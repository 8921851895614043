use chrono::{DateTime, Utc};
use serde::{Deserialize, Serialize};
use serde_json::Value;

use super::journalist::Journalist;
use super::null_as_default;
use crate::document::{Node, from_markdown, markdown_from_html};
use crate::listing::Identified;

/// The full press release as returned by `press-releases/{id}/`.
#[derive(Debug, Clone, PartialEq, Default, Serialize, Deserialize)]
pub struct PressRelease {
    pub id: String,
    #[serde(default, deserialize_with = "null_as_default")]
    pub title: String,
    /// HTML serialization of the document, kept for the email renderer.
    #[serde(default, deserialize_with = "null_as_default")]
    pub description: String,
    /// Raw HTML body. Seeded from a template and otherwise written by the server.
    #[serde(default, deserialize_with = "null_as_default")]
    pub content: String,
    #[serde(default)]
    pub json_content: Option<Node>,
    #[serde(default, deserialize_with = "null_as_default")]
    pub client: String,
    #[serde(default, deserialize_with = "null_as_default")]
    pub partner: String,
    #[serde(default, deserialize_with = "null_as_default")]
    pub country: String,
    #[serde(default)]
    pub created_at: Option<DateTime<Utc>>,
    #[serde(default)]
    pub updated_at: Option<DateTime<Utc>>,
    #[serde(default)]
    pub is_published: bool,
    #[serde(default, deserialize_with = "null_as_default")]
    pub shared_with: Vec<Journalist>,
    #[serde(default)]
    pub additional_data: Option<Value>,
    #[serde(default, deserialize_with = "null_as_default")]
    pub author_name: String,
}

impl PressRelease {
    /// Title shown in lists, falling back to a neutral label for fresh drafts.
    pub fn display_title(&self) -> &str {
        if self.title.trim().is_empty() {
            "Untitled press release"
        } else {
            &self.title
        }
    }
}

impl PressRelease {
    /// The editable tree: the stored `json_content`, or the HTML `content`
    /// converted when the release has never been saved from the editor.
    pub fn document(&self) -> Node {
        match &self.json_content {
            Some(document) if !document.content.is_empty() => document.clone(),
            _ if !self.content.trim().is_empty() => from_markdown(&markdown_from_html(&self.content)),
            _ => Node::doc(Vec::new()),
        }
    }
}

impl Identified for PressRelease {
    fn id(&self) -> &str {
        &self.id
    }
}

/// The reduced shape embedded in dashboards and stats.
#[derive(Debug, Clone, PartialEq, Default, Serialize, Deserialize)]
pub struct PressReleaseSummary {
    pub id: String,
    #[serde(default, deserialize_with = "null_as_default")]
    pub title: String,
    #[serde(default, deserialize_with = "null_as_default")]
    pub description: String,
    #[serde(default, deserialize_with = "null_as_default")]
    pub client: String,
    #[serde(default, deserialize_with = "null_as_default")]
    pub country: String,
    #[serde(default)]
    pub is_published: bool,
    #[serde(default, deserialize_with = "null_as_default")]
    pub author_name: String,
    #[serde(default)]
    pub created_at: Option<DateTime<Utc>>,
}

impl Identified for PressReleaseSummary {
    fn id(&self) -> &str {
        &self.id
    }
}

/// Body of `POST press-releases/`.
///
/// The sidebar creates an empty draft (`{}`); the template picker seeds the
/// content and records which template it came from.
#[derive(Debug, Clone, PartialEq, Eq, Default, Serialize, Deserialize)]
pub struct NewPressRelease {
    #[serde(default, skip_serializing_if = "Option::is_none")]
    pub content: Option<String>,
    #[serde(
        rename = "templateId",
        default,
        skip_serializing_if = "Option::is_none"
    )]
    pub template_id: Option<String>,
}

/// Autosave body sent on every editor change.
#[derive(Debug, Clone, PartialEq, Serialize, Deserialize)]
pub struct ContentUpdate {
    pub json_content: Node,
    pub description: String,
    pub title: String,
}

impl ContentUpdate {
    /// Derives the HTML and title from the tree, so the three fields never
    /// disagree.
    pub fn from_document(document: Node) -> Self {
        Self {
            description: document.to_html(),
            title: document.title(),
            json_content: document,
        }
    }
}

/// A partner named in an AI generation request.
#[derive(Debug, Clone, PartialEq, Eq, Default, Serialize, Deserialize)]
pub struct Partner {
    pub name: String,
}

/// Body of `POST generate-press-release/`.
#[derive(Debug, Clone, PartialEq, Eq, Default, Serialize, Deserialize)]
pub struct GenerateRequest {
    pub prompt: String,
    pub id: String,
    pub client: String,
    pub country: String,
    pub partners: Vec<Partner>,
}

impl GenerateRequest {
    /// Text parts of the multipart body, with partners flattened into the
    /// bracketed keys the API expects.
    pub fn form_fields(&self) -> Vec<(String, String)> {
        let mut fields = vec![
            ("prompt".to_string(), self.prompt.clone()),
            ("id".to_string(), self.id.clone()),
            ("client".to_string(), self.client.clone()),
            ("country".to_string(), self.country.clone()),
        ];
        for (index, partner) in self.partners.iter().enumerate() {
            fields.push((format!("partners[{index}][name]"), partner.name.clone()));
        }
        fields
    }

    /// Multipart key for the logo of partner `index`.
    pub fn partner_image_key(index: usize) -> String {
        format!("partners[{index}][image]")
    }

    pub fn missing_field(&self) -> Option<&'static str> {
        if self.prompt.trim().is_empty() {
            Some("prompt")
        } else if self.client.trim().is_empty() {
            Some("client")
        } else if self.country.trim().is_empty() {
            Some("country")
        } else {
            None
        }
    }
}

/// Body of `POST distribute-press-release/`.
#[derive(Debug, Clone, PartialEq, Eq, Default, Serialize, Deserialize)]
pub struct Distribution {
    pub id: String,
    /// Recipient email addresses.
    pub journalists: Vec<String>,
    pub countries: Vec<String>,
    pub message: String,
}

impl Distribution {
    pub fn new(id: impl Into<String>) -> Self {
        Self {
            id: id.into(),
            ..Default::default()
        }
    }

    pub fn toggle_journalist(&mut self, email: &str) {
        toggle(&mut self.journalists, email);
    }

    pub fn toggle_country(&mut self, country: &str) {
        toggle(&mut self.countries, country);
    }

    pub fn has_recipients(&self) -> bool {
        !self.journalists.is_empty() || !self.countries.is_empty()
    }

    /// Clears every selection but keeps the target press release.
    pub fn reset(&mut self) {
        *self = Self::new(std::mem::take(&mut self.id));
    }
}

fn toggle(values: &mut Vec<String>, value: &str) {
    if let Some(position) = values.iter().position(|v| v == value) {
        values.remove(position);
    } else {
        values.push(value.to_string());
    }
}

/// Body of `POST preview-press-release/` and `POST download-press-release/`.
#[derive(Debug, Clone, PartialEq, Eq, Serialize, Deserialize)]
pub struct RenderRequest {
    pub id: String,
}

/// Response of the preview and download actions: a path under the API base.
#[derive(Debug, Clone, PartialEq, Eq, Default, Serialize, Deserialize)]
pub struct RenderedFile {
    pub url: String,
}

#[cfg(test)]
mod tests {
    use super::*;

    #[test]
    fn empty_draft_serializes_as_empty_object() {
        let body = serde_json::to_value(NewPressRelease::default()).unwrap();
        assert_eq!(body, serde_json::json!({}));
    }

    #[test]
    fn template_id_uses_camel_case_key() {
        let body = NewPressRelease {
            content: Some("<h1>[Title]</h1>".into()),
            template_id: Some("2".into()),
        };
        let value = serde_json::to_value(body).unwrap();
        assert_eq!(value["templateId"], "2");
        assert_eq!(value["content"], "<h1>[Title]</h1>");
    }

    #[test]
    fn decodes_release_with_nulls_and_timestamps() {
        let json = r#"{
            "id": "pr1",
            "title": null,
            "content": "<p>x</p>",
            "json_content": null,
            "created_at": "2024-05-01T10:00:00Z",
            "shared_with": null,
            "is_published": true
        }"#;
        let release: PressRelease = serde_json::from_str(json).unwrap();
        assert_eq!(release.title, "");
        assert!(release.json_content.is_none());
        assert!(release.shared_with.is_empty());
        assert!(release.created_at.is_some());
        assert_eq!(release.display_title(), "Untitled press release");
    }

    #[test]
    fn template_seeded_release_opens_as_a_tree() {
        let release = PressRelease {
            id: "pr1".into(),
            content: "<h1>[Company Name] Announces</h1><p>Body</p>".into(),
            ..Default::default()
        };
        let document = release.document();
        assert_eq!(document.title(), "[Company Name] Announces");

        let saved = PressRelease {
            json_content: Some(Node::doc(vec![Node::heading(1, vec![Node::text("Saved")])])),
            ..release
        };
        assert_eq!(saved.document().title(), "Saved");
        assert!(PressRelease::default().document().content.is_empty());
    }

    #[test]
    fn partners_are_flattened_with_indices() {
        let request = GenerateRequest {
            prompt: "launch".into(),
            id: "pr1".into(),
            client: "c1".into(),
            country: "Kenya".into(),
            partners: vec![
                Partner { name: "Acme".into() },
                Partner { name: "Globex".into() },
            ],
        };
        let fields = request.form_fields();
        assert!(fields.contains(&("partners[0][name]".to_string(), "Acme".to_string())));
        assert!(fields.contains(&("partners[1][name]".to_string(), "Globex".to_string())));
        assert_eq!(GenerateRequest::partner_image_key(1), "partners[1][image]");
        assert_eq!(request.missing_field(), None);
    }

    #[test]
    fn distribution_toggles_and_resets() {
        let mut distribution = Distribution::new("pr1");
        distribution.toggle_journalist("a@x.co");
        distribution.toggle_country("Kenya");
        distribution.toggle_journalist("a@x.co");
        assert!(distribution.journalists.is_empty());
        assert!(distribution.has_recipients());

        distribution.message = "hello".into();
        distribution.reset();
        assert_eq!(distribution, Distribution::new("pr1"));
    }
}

══════════════════════════════

Your task is to copy each line from the material above that includes the word "struct".

pub struct PressRelease {
pub struct PressReleaseSummary {
pub struct NewPressRelease {
pub struct ContentUpdate {
pub struct Partner {
pub struct GenerateRequest {
pub struct Distribution {
pub struct RenderRequest {
pub struct RenderedFile {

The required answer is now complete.